While Abele is trying to come off as transparent and working real hard to fix the problem, there are things that he is omitting, besides the fact that he is responsible for the damage and added expense to the taxpayers.
Some of the highlights he somehow fails to mention include:

  • People involved in the risk management field have said that if the fire had occurred at any other time than a holiday weekend, people would have probably died,
  • Abele's Director of Risk Management, Cindy van Pelt, was on vacation starting the day before the fire and did not return until July 18th,
  • The electrical equipment was known to easily overheat and they had large industrial fans blowing on it to keep it from overheating, and
  • When Abele directed the Child Support Enforcement workers back to the courthouse, it was before their work area was clean.  The area was sooty, smoky and filled with dead roaches.  Workers were sent home for another day off with pay.
But now the hapless Abele has managed to make a bad situation for himself even worse.

It is being reported that Abele is launching a PR move called "Courthouse Proud." The idea was supposedly to recognize the public and private sector workers who toiled day and night to try to get the courthouse operational again.

But Abele has a few problems surrounding what should be a no-brainer thing.

First of all, the design he asked for could be an copyright infringement:
The "Courthouse Proud" logo features four blue upraised fists and forearms as pillars on the courthouse against a red background.

The much publicized and widely reprinted blue fist on "Stand with Wisconsin" posters during the 2011 battle over collective bargaining at the Capitol has just one clenched fist, blue against a red background.

David Eisner, contract administrator for District Council 48 of the American Federation of State, County and Municipal Employees, said the banner and shirts won't sit well with many employees.

Abele is "trying to distract or distort the real issue and make it into kind of a pep rally thing," Eisner said. The courthouse's aging electrical infrastructure should have been maintained better so the fire didn't happen, he said.

"It's a buncha crap, that's what I say," said Eisner.

No cause of the fire has been established yet, according to county officials.

As for the blue fist image: "It is a little different, but it's a blue fist," Eisner said. "Is (Abele) starting a union of his own?" He questioned whether the use of the blue fist for the banner and shirts might infringe on the American Federation of Labor and Congress of Industrial Organizations' "Stand with Wisconsin" imagery.
That alone stinks to high heaven. But is always the case when it comes to all things Abele, there's more. There's always more (emphasis mine):
The courthouse fist image was put together by staff at Laughlin Constable in response to a request from Don Tyler, the county's director of administrative services. Both Steve Laughlin and Tyler have served on the Milwaukee Symphony Orchestra Board.
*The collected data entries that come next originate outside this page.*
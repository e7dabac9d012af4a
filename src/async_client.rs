//! Async wrapper around [`EnergyOffersSdk`] for use in async runtimes (Tokio, etc.).
//!
//! Catalog loading may hit the network and the disk, so it runs on the
//! blocking thread pool via [`tokio::task::spawn_blocking`]. Queries are
//! dispatched the same way to keep the event loop free.
//!
//! # Example
//!
//! ```no_run
//! use energy_offers_sdk::{AsyncEnergyOffersSdk, FilterParams};
//!
//! #[tokio::main(flavor = "current_thread")]
//! async fn main() {
//!     let sdk = AsyncEnergyOffersSdk::builder().build().await.unwrap();
//!
//!     // Run any sync SDK method via closure
//!     let providers = sdk.run(|s| Ok(s.providers().list(Some("france")))).await.unwrap();
//!
//!     // Convenience method for offer search
//!     let offers = sdk.search(FilterParams::default()).await.unwrap();
//! }
//! ```

use std::path::{Path, PathBuf};
use std::sync::Arc;
use std::time::Duration;

use crate::error::{OffersError, Result};
use crate::filter::FilterParams;
use crate::models::ResolvedOffer;
use crate::queries::CountryOffers;
use crate::EnergyOffersSdk;

// ---------------------------------------------------------------------------
// AsyncEnergyOffersSdkBuilder
// ---------------------------------------------------------------------------

/// Builder for configuring and constructing an [`AsyncEnergyOffersSdk`] instance.
pub struct AsyncEnergyOffersSdkBuilder {
    cache_dir: Option<PathBuf>,
    base_url: Option<String>,
    offline: bool,
    timeout: Duration,
    from_env: bool,
}

impl Default for AsyncEnergyOffersSdkBuilder {
    fn default() -> Self {
        Self {
            cache_dir: None,
            base_url: None,
            offline: false,
            timeout: Duration::from_secs(120),
            from_env: false,
        }
    }
}

impl AsyncEnergyOffersSdkBuilder {
    /// Set a custom cache directory.
    pub fn cache_dir<P: AsRef<Path>>(mut self, path: P) -> Self {
        self.cache_dir = Some(path.as_ref().to_path_buf());
        self
    }

    /// Set the base URL catalog files are downloaded from.
    pub fn base_url(mut self, url: impl Into<String>) -> Self {
        self.base_url = Some(url.into());
        self
    }

    /// Enable or disable offline mode.
    pub fn offline(mut self, offline: bool) -> Self {
        self.offline = offline;
        self
    }

    /// Set the HTTP request timeout for catalog downloads.
    pub fn timeout(mut self, timeout: Duration) -> Self {
        self.timeout = timeout;
        self
    }

    /// Apply environment overrides after the explicit settings.
    pub fn from_env(mut self) -> Self {
        self.from_env = true;
        self
    }

    /// Build the async SDK, loading the catalogs.
    ///
    /// Initialization runs on the blocking thread pool so it won't block
    /// the async event loop.
    pub async fn build(self) -> Result<AsyncEnergyOffersSdk> {
        tokio::task::spawn_blocking(move || {
            let mut builder = EnergyOffersSdk::builder();
            if let Some(dir) = self.cache_dir {
                builder = builder.cache_dir(dir);
            }
            if let Some(url) = self.base_url {
                builder = builder.base_url(url);
            }
            builder = builder.offline(self.offline).timeout(self.timeout);
            if self.from_env {
                builder = builder.from_env();
            }
            let sdk = builder.build()?;
            Ok(AsyncEnergyOffersSdk::new(sdk))
        })
        .await
        .map_err(|e| OffersError::InvalidArgument(format!("Task join error: {e}")))?
    }
}

// ---------------------------------------------------------------------------
// AsyncEnergyOffersSdk
// ---------------------------------------------------------------------------

/// Async wrapper around [`EnergyOffersSdk`].
///
/// The wrapped SDK is immutable, so it is shared through an [`Arc`] with no
/// lock. Cloning the wrapper is cheap.
#[derive(Clone)]
pub struct AsyncEnergyOffersSdk {
    inner: Arc<EnergyOffersSdk>,
}

impl AsyncEnergyOffersSdk {
    /// Create a new builder for configuring the async SDK.
    pub fn builder() -> AsyncEnergyOffersSdkBuilder {
        AsyncEnergyOffersSdkBuilder::default()
    }

    /// Wrap an already-built SDK.
    pub fn new(sdk: EnergyOffersSdk) -> Self {
        Self {
            inner: Arc::new(sdk),
        }
    }

    /// Run a sync SDK operation on the blocking thread pool.
    ///
    /// The closure receives an `&EnergyOffersSdk` reference and should return
    /// a `Result<T>`.
    pub async fn run<F, T>(&self, f: F) -> Result<T>
    where
        F: FnOnce(&EnergyOffersSdk) -> Result<T> + Send + 'static,
        T: Send + 'static,
    {
        let sdk = self.inner.clone();
        tokio::task::spawn_blocking(move || f(&sdk))
            .await
            .map_err(|e| OffersError::InvalidArgument(format!("Task join error: {e}")))?
    }

    /// Filter and sort all offers asynchronously.
    pub async fn search(&self, params: FilterParams) -> Result<Vec<ResolvedOffer>> {
        self.run(move |s| s.offers().search(&params)).await
    }

    /// Build a country page view asynchronously.
    pub async fn for_country(&self, country: &str, params: FilterParams) -> Result<CountryOffers> {
        let country = country.to_string();
        self.run(move |s| s.offers().for_country(&country, &params)).await
    }

    /// List the countries covered by the catalog.
    pub async fn countries(&self) -> Result<Vec<String>> {
        self.run(|s| Ok(s.countries().list())).await
    }

    /// Borrow the wrapped SDK for cheap synchronous lookups.
    pub fn blocking(&self) -> &EnergyOffersSdk {
        &self.inner
    }
}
The design work was done at no charge, said Evan Zeppos, a managing partner at the Laughlin firm.


The T-shirts were parceled out to those most heavily involved in cleanup efforts, Conway said. A tally of who got the 266 shirts distributed so far included staff from eight county departments, as well as workers from We Energies and two private contractors.

Conway said there were still some left over, but those are "somewhat spoken for," he said.
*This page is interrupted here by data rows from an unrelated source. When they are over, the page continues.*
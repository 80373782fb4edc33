//! Deterministic simulation harness for petboard testing.
//!
//! An in-memory implementation of the forum backend behind the
//! [`petboard_client::Transport`] trait, so the real app and runtime can be
//! driven without a network, with scripted latency and failures.
//!
//! # Model-Based Testing
//!
//! The `model` module generates random operation sequences (user intents
//! interleaved with single request deliveries) and applies them to a
//! [`SimWorld`].
//!
//! # Invariant Testing
//!
//! The `invariants` module provides behavioral testing through invariant
//! checks. Invariants verify WHAT must be true across all execution paths, not
//! specific scenarios. Use [`InvariantRegistry::standard()`] after every
//! completion and [`InvariantRegistry::settled()`] once nothing is in flight.

#![forbid(unsafe_code)]
#![warn(missing_docs)]

pub mod invariants;
pub mod model;
pub mod sim_backend;

pub use invariants::{
    CacheAgreesWithBackend, Counts, DetailSnapshot, Invariant, InvariantKind, InvariantRegistry,
    InvariantResult, ListPagination, ListSnapshot, PageInRange, Quiescent, SystemSnapshot,
    ViewsAgreeWithCache, Violation,
};
pub use model::{ModelList, ModelSort, ModelTerm, Operation, SimWorld, Slot};
pub use sim_backend::{Failure, PageShape, SimBackend};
"You've got to earn it," he said.
In this little blurb, Abele has made a complete mockery of the county's Code of Ethics (Chapter 9).
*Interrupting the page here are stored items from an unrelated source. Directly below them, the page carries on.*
//! Pagination, sort and filter parameters.
//!
//! [`ListQuery`] is a pure value object: equality plus a canonical query
//! string. Page numbers are 0-based, matching the backend.

use std::{fmt, str::FromStr};

use percent_encoding::{NON_ALPHANUMERIC, utf8_percent_encode};

use crate::ProtocolError;

/// Default number of posts per list page.
pub const DEFAULT_PAGE_SIZE: u32 = 10;

/// Which list surface a query targets.
#[derive(Debug, Clone, Copy, PartialEq, Eq, Hash, PartialOrd, Ord)]
pub enum ListKind {
    /// Every forum post.
    All,
    /// Posts authored by the viewer.
    Mine,
    /// Posts the backend marks as featured.
    Featured,
}

impl ListKind {
    /// All list surfaces.
    pub const ALL: [ListKind; 3] = [ListKind::All, ListKind::Mine, ListKind::Featured];
}

impl fmt::Display for ListKind {
    fn fmt(&self, f: &mut fmt::Formatter<'_>) -> fmt::Result {
        match self {
            Self::All => write!(f, "all"),
            Self::Mine => write!(f, "mine"),
            Self::Featured => write!(f, "featured"),
        }
    }
}

/// Sort key.
#[derive(Debug, Clone, Copy, PartialEq, Eq, Hash, Default)]
pub enum SortBy {
    /// Creation time.
    #[default]
    CreatedAt,
    /// Like count.
    LikesCount,
    /// Comment count.
    CommentsCount,
}

impl SortBy {
    /// Backend parameter value.
    pub fn as_str(self) -> &'static str {
        match self {
            Self::CreatedAt => "createdAt",
            Self::LikesCount => "likesCount",
            Self::CommentsCount => "commentsCount",
        }
    }
}

impl FromStr for SortBy {
    type Err = ProtocolError;

    fn from_str(s: &str) -> Result<Self, Self::Err> {
        match s {
            "createdAt" | "created" => Ok(Self::CreatedAt),
            "likesCount" | "likes" => Ok(Self::LikesCount),
            "commentsCount" | "comments" => Ok(Self::CommentsCount),
            other => Err(ProtocolError::InvalidValue { field: "sortBy", value: other.to_string() }),
        }
    }
}

/// Sort direction.
#[derive(Debug, Clone, Copy, PartialEq, Eq, Hash, Default)]
pub enum SortDir {
    /// Ascending.
    Asc,
    /// Descending.
    #[default]
    Desc,
}

impl SortDir {
    /// Backend parameter value.
    pub fn as_str(self) -> &'static str {
        match self {
            Self::Asc => "asc",
            Self::Desc => "desc",
        }
    }
}

impl FromStr for SortDir {
    type Err = ProtocolError;

    fn from_str(s: &str) -> Result<Self, Self::Err> {
        match s.to_ascii_lowercase().as_str() {
            "asc" => Ok(Self::Asc),
            "desc" => Ok(Self::Desc),
            _ => Err(ProtocolError::InvalidValue { field: "sortDir", value: s.to_string() }),
        }
    }
}

/// Effective filter of a query. Free-text and tag search are never combined.
#[derive(Debug, Clone, PartialEq, Eq)]
pub enum Filter {
    /// No filtering.
    None,
    /// Free-text search term (trimmed, non-empty).
    Search(String),
    /// Tag search (trimmed, non-empty tags).
    Tags(Vec<String>),
}

/// How a list view is sliced.
#[derive(Debug, Clone, PartialEq, Eq, Hash)]
pub struct ListQuery {
    /// 0-based page number.
    pub page: u32,
    /// Items per page.
    pub size: u32,
    /// Sort key.
    pub sort_by: SortBy,
    /// Sort direction.
    pub sort_dir: SortDir,
    /// Raw free-text search input.
    pub search_term: String,
    /// Raw comma-separated tag search input.
    pub tag_search_term: String,
}

impl Default for ListQuery {
    fn default() -> Self {
        Self::with_size(DEFAULT_PAGE_SIZE)
    }
}

impl ListQuery {
    /// First page, default sort, no filter.
    pub fn with_size(size: u32) -> Self {
        Self {
            page: 0,
            size: size.max(1),
            sort_by: SortBy::default(),
            sort_dir: SortDir::default(),
            search_term: String::new(),
            tag_search_term: String::new(),
        }
    }

    /// Effective filter. Tag search takes precedence over free-text search.
    pub fn filter(&self) -> Filter {
        let tags = parse_tags(&self.tag_search_term);
        if !tags.is_empty() {
            return Filter::Tags(tags);
        }
        let term = self.search_term.trim();
        if term.is_empty() { Filter::None } else { Filter::Search(term.to_string()) }
    }

    /// Query parameters in canonical order.
    ///
    /// `page`, `size`, `sortBy`, `sortDir`, then either one `searchTerm` or
    /// one `tags` entry per tag.
    pub fn query_pairs(&self) -> Vec<(String, String)> {
        let mut pairs = vec![
            ("page".to_string(), self.page.to_string()),
            ("size".to_string(), self.size.to_string()),
            ("sortBy".to_string(), self.sort_by.as_str().to_string()),
            ("sortDir".to_string(), self.sort_dir.as_str().to_string()),
        ];
        match self.filter() {
            Filter::None => {},
            Filter::Search(term) => pairs.push(("searchTerm".to_string(), term)),
            Filter::Tags(tags) => pairs.extend(tags.into_iter().map(|t| ("tags".to_string(), t))),
        }
        pairs
    }

    /// Canonical, percent-encoded query string (without leading `?`).
    pub fn to_query_string(&self) -> String {
        encode_pairs(&self.query_pairs())
    }
}

/// Split comma-separated tag input, trimming and dropping empty segments.
pub fn parse_tags(input: &str) -> Vec<String> {
    input.split(',').map(str::trim).filter(|t| !t.is_empty()).map(str::to_string).collect()
}

pub(crate) fn encode_pairs(pairs: &[(String, String)]) -> String {
    pairs
        .iter()
        .map(|(k, v)| {
            let key = utf8_percent_encode(k, NON_ALPHANUMERIC);
            let value = utf8_percent_encode(v, NON_ALPHANUMERIC);
            format!("{key}={value}")
        })
        .collect::<Vec<_>>()
        .join("&")
}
The Standards of Conduct (Chapter 9.05) make it explicitly clear that no county official or employee can take or give anything of value or solicit for anything of value.

Yet we have Abele sending his Director of Administration to ask for a logo design which he gets free of charge.  Abele then turns around and starts doling out these t-shirts to those who "earn it."

Just about everything about his PR stunt has the potential to be illegal and actionable.

The fire might be out, but it doesn't look like anything is about to cool off anytime soon.